Prompt: Nothing in the entries may change when they are transcribed.

### Information given ###

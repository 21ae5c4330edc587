use crate::catalog::Catalog;
use crate::model::CategoryFilter;
use crate::query::query;
use crate::render::{project, AnimationTiming, RenderPlan};

/// The only mutable state in the component: the current search term and the
/// active category filter. Two independent fields, never persisted.
#[derive(Debug, Clone, PartialEq, Eq)]
pub struct QueryState {
    search_term: String,
    active_category: CategoryFilter,
}

impl Default for QueryState {
    fn default() -> Self {
        Self {
            search_term: String::new(),
            active_category: CategoryFilter::All,
        }
    }
}

impl QueryState {
    pub fn search_term(&self) -> &str {
        &self.search_term
    }

    pub fn active_category(&self) -> &CategoryFilter {
        &self.active_category
    }
}

/// Owns the catalog, the query state, and the last produced plan. Each input
/// event runs a full query-and-project cycle synchronously; callers may
/// throttle keystrokes since output is idempotent per identical state.
#[derive(Debug)]
pub struct CommandBrowser {
    catalog: Catalog,
    timing: AnimationTiming,
    state: QueryState,
    last_plan: Option<RenderPlan>,
}

impl CommandBrowser {
    pub fn new(catalog: Catalog, timing: AnimationTiming) -> Self {
        Self {
            catalog,
            timing,
            state: QueryState::default(),
            last_plan: None,
        }
    }

    pub fn catalog(&self) -> &Catalog {
        &self.catalog
    }

    pub fn state(&self) -> &QueryState {
        &self.state
    }

    /// First render with the default state, as the page does on load.
    pub fn initial_plan(&mut self) -> RenderPlan {
        self.refresh()
    }

    /// A text-change event carrying the full current search string.
    pub fn on_search_input(&mut self, raw: &str) -> RenderPlan {
        self.state.search_term = raw.to_string();
        self.refresh()
    }

    /// A filter-click event carrying a category name or the `"all"` sentinel.
    pub fn on_category_select(&mut self, selection: &str) -> RenderPlan {
        self.state.active_category = CategoryFilter::parse(selection);
        self.refresh()
    }

    fn refresh(&mut self) -> RenderPlan {
        let result = query(
            &self.catalog,
            &self.state.search_term,
            &self.state.active_category,
        );
        let plan = project(self.last_plan.as_ref(), &result, self.timing);
        self.last_plan = Some(plan.clone());
        plan
    }
}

###

Answer area:
repository 21ae5c4330edc587
use crate::catalog::Catalog;
use crate::model::CategoryFilter;
use crate::query::query;
use crate::render::{project, AnimationTiming, RenderPlan};

/// The only mutable state in the component: the current search term and the
/// active category filter. Two independent fields, never persisted.
#[derive(Debug, Clone, PartialEq, Eq)]
pub struct QueryState {
    search_term: String,
    active_category: CategoryFilter,
}

impl Default for QueryState {
    fn default() -> Self {
        Self {
            search_term: String::new(),
            active_category: CategoryFilter::All,
        }
    }
}

impl QueryState {
    pub fn search_term(&self) -> &str {
        &self.search_term
    }

    pub fn active_category(&self) -> &CategoryFilter {
        &self.active_category
    }
}

/// Owns the catalog, the query state, and the last produced plan. Each input
/// event runs a full query-and-project cycle synchronously; callers may
/// throttle keystrokes since output is idempotent per identical state.
#[derive(Debug)]
pub struct CommandBrowser {
    catalog: Catalog,
    timing: AnimationTiming,
    state: QueryState,
    last_plan: Option<RenderPlan>,
}

impl CommandBrowser {
    pub fn new(catalog: Catalog, timing: AnimationTiming) -> Self {
        Self {
            catalog,
            timing,
            state: QueryState::default(),
            last_plan: None,
        }
    }

    pub fn catalog(&self) -> &Catalog {
        &self.catalog
    }

    pub fn state(&self) -> &QueryState {
        &self.state
    }

    /// First render with the default state, as the page does on load.
    pub fn initial_plan(&mut self) -> RenderPlan {
        self.refresh()
    }

    /// A text-change event carrying the full current search string.
    pub fn on_search_input(&mut self, raw: &str) -> RenderPlan {
        self.state.search_term = raw.to_string();
        self.refresh()
    }

    /// A filter-click event carrying a category name or the `"all"` sentinel.
    pub fn on_category_select(&mut self, selection: &str) -> RenderPlan {
        self.state.active_category = CategoryFilter::parse(selection);
        self.refresh()
    }

    fn refresh(&mut self) -> RenderPlan {
        let result = query(
            &self.catalog,
            &self.state.search_term,
            &self.state.active_category,
        );
        let plan = project(self.last_plan.as_ref(), &result, self.timing);
        self.last_plan = Some(plan.clone());
        plan
    }
}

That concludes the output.